Morte de Paulinha pode gerar condenações por homicídio e estelionato
As preocupações com as pílulas dietéticas que eram prescritas à cantora Paulinha Abelha cresceram online, sendo um dos assuntos mais comentado já que os laudos de necropsias sobre o corpo da Cantora confirmaram que seu fígado e rins foram gravemente danificados antes de sua morte, dada a quantidade de substâncias que tiveram que filtrar. Segundo o Diário do Nordeste, a vocalista da Banda Calcinha Preta, que morreu no final de fevereiro, usou tanto dessas substâncias que os profissionais que as prescrevem podem ser considerados culpados de assassinato ou mesmo estelionato.

O laudo médico de Paulinha demonstrou que seu fígado e rins estavam sobrecarregados pela grande quantidade de substâncias que tinham que filtrar.
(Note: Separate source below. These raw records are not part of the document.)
use rand::Rng;
use std::ops::{Add, Mul, Neg, Sub};

#[derive(Debug, Copy, Clone, PartialEq, Default)]
pub struct Pt {
    pub x: f64,
    pub y: f64,
}

impl Pt {
    pub fn new(x: f64, y: f64) -> Self {
        Self { x, y }
    }

    pub fn dot(self, other: Pt) -> f64 {
        self.x * other.x + self.y * other.y
    }

    // 2D cross product magnitude; sign gives orientation.
    pub fn cross(self, other: Pt) -> f64 {
        self.x * other.y - self.y * other.x
    }

    pub fn distance(self, other: Pt) -> f64 {
        (self - other).dot(self - other).sqrt()
    }

    pub fn midpoint(self, other: Pt) -> Pt {
        Pt::new((self.x + other.x) * 0.5, (self.y + other.y) * 0.5)
    }
}

impl Add for Pt {
    type Output = Pt;
    fn add(self, other: Pt) -> Pt {
        Pt::new(self.x + other.x, self.y + other.y)
    }
}

impl Sub for Pt {
    type Output = Pt;
    fn sub(self, other: Pt) -> Pt {
        Pt::new(self.x - other.x, self.y - other.y)
    }
}

impl Mul<f64> for Pt {
    type Output = Pt;
    fn mul(self, s: f64) -> Pt {
        Pt::new(self.x * s, self.y * s)
    }
}

impl Neg for Pt {
    type Output = Pt;
    fn neg(self) -> Pt {
        Pt::new(-self.x, -self.y)
    }
}

// A parametric segment: at(0) == a, at(1) == b.
#[derive(Debug, Copy, Clone, PartialEq)]
pub struct Line {
    pub a: Pt,
    pub b: Pt,
}

impl Line {
    pub fn new(a: Pt, b: Pt) -> Self {
        Self { a, b }
    }

    pub fn at(&self, t: f64) -> Pt {
        self.a + (self.b - self.a) * t
    }

    pub fn delta(&self) -> Pt {
        self.b - self.a
    }
}

#[derive(Debug, Copy, Clone, PartialEq)]
pub struct Rect {
    pub min: Pt,
    pub max: Pt,
}

impl Rect {
    pub fn new(min: Pt, max: Pt) -> Self {
        Self { min, max }
    }

    // Bounding rect of a point set; None for an empty set.
    pub fn from_points(points: &[Pt]) -> Option<Rect> {
        let first = *points.first()?;
        let mut rect = Rect::new(first, first);
        for &p in &points[1..] {
            rect.min.x = rect.min.x.min(p.x);
            rect.min.y = rect.min.y.min(p.y);
            rect.max.x = rect.max.x.max(p.x);
            rect.max.y = rect.max.y.max(p.y);
        }
        Some(rect)
    }

    pub fn width(&self) -> f64 {
        self.max.x - self.min.x
    }

    pub fn height(&self) -> f64 {
        self.max.y - self.min.y
    }

    pub fn area(&self) -> f64 {
        self.width() * self.height()
    }

    pub fn center(&self) -> Pt {
        self.min.midpoint(self.max)
    }

    pub fn contains_point(&self, pt: Pt) -> bool {
        pt.x >= self.min.x && pt.x <= self.max.x && pt.y >= self.min.y && pt.y <= self.max.y
    }

    pub fn corners(&self) -> [Pt; 4] {
        [
            self.min,
            Pt::new(self.max.x, self.min.y),
            self.max,
            Pt::new(self.min.x, self.max.y),
        ]
    }

    // Liang-Barsky parametric clip of a segment against this rect. Returns the
    // (entry, exit) parameters along `line`, or None when the segment misses.
    pub fn clip_line(&self, line: &Line) -> Option<(f64, f64)> {
        let d = line.delta();
        let mut t0 = 0.0f64;
        let mut t1 = 1.0f64;
        let checks = [
            (-d.x, line.a.x - self.min.x),
            (d.x, self.max.x - line.a.x),
            (-d.y, line.a.y - self.min.y),
            (d.y, self.max.y - line.a.y),
        ];
        for (p, q) in checks {
            if p == 0.0 {
                if q < 0.0 {
                    return None;
                }
            } else {
                let r = q / p;
                if p < 0.0 {
                    if r > t1 {
                        return None;
                    }
                    if r > t0 {
                        t0 = r;
                    }
                } else {
                    if r < t0 {
                        return None;
                    }
                    if r < t1 {
                        t1 = r;
                    }
                }
            }
        }
        Some((t0, t1))
    }

    pub fn sample<R: Rng>(&self, rng: &mut R) -> Pt {
        Pt::new(
            safe_randf64(rng, self.min.x, self.max.x),
            safe_randf64(rng, self.min.y, self.max.y),
        )
    }
}

fn safe_randf64<R: Rng>(rng: &mut R, min: f64, max: f64) -> f64 {
    if min >= max {
        return min;
    }
    rng.gen_range(min..=max)
}

// Andrew's monotone chain; returns the hull in counter-clockwise order.
// Collinear points on the hull boundary are dropped.
pub fn convex_hull(points: &[Pt]) -> Vec<Pt> {
    let mut pts: Vec<Pt> = points.to_vec();
    pts.sort_by(|a, b| a.x.total_cmp(&b.x).then(a.y.total_cmp(&b.y)));
    pts.dedup_by(|a, b| a.x == b.x && a.y == b.y);
    if pts.len() < 3 {
        return pts;
    }

    fn turns_right(o: Pt, a: Pt, b: Pt) -> bool {
        (a - o).cross(b - o) <= 0.0
    }

    let mut hull: Vec<Pt> = Vec::with_capacity(pts.len() * 2);
    for &p in pts.iter() {
        while hull.len() >= 2 && turns_right(hull[hull.len() - 2], hull[hull.len() - 1], p) {
            hull.pop();
        }
        hull.push(p);
    }
    let lower_len = hull.len() + 1;
    for &p in pts.iter().rev().skip(1) {
        while hull.len() >= lower_len && turns_right(hull[hull.len() - 2], hull[hull.len() - 1], p)
        {
            hull.pop();
        }
        hull.push(p);
    }
    hull.pop();
    hull
}
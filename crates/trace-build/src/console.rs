//! stdout/stderr pair used for all user-facing output.
//!
//! Keeping both streams behind `Write` lets tests capture banners and the
//! manual recovery steps. Write errors are ignored: a closed stdout must not
//! turn a successful build into a failure.

use std::io::{self, Write};

pub const RULE: &str = "═══════════════════════════════════════════════";

pub struct Console<'a> {
    out: Box<dyn Write + 'a>,
    err: Box<dyn Write + 'a>,
}

impl<'a> Console<'a> {
    pub fn new(out: impl Write + 'a, err: impl Write + 'a) -> Self {
        Console {
            out: Box::new(out),
            err: Box::new(err),
        }
    }

    pub fn out(&mut self, line: &str) {
        let _ = writeln!(self.out, "{line}");
    }

    pub fn err(&mut self, line: &str) {
        let _ = writeln!(self.err, "{line}");
    }

    /// Flush both streams. Call before handing the terminal to a child.
    pub fn flush(&mut self) {
        let _ = self.out.flush();
        let _ = self.err.flush();
    }
}

impl Console<'static> {
    /// Console bound to the process' own stdout and stderr.
    pub fn stdio() -> Self {
        Console::new(io::stdout(), io::stderr())
    }
}
//! Windows strategy: use the prebuilt bundle.
//!
//! The trace UI does not build on Windows, so the bundle comes from the
//! release channel. A bundle already present under the resources directory
//! is reused as-is; the fetcher only runs on a cache miss.

use super::{Context, Outcome};
use crate::artifact::{self, CacheEntry};
use crate::console::Console;

pub fn run(ctx: &Context<'_>, console: &mut Console<'_>) -> Outcome {
    console.out("📦 Windows platform detected, using prebuilt binaries...");
    console.out("");
    console.out("ℹ️  Reason: Perfetto does not officially support building UI on Windows");
    console.out(&format!(
        "ℹ️  Solution: Downloading prebuilt artifacts from {}",
        ctx.config.remediation.release_repo()
    ));
    console.out("");

    let artifact_path = ctx.config.artifact_path(ctx.root);
    log::debug!("cached artifact: {}", artifact_path.display());

    if let Some(entry) = artifact::probe(&artifact_path) {
        report_cache_hit(ctx, console, &entry);
        return Outcome::CacheHit;
    }
    log::info!("no cached artifact, fetching");

    console.out("⬇️  Downloading prebuilt binary...");
    console.out("");
    console.flush();

    let fetcher = ctx.collaborator("fetcher", &ctx.config.collaborators.fetcher);
    match ctx.runner.run(&fetcher) {
        Ok(()) => {
            console.out("");
            console.out("✅ Lynx-trace setup completed for Windows platform!");
            console.out("");
            Outcome::Completed
        }
        Err(e) => {
            report_failure(ctx, console, &e.to_string());
            Outcome::Failed {
                code: e.exit_code(),
            }
        }
    }
}

fn report_cache_hit(ctx: &Context<'_>, console: &mut Console<'_>, entry: &CacheEntry) {
    console.out("✅ Found existing prebuilt binary:");
    console.out(&format!("   Path: {}", entry.path.display()));
    console.out(&format!("   Size: {}", entry.size_display()));
    console.out(&format!("   Modified: {}", entry.modified_display()));
    console.out("");
    console.out("💡 Using existing binary. To update, run:");
    console.out(&format!("   {}", ctx.config.remediation.refresh_command));
    console.out("");
}

/// Error banner plus the manual recovery steps, on stderr.
fn report_failure(ctx: &Context<'_>, console: &mut Console<'_>, cause: &str) {
    let fix = &ctx.config.remediation;

    console.err("");
    console.err("❌ Failed to download prebuilt binary!");
    console.err(&format!("   {cause}"));
    console.err("");
    console.err("🔧 Manual resolution steps:");
    console.err(&format!("   1. Visit {}", fix.release_page));
    console.err(&format!("   2. Download the latest {}", fix.release_asset));
    console.err(&format!("   3. Rename it to {}", ctx.config.paths.artifact));
    console.err(&format!("   4. Place it in {}", ctx.config.resources_display()));
    console.err("");
    console.err("Alternative: Build locally using WSL2:");
    console.err("   wsl");
    console.err(&format!("   cd {}", fix.wsl_checkout));
    console.err(&format!("   {}", fix.build_command));
    console.err("");
}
Uma reportagem do Domingo Espetacular desta semana revelou que uma das receitas da cantora contém 17 substâncias que podem ser usadas para tratar diferentes sintomas, tais como depressão, memória fraca, falta de concentração, perda de peso e muito mais.

Ainda conforme o Diário do Nordeste, é possível que alguns profissionais da área (ou não) tenham receitado tais medicamentos encontrados no corpo de Paulinha. Caso seja comprovado que eles são os responsáveis pela morte da vocalista, eles poderiam ser condenados por homicídio culposo se o juiz que julgasse o caso visse a situação como negligência, imprudência ou imperícia. Neste caso, a pena varia de um a três anos.
Além disso, os profissionais em questão podem ser condenados por estelionato se a Justiça julgar que a prescrição das substâncias foi feita para obter uma vantagem ilícita.
Se tudo for considerado verdade, que Paulínia recebera tais substâncias prescritas por pessoas, e essas pessoas eram profissionais, então elas também poderão ser julgadas com base na conduta ética de cada uma dessas profissões.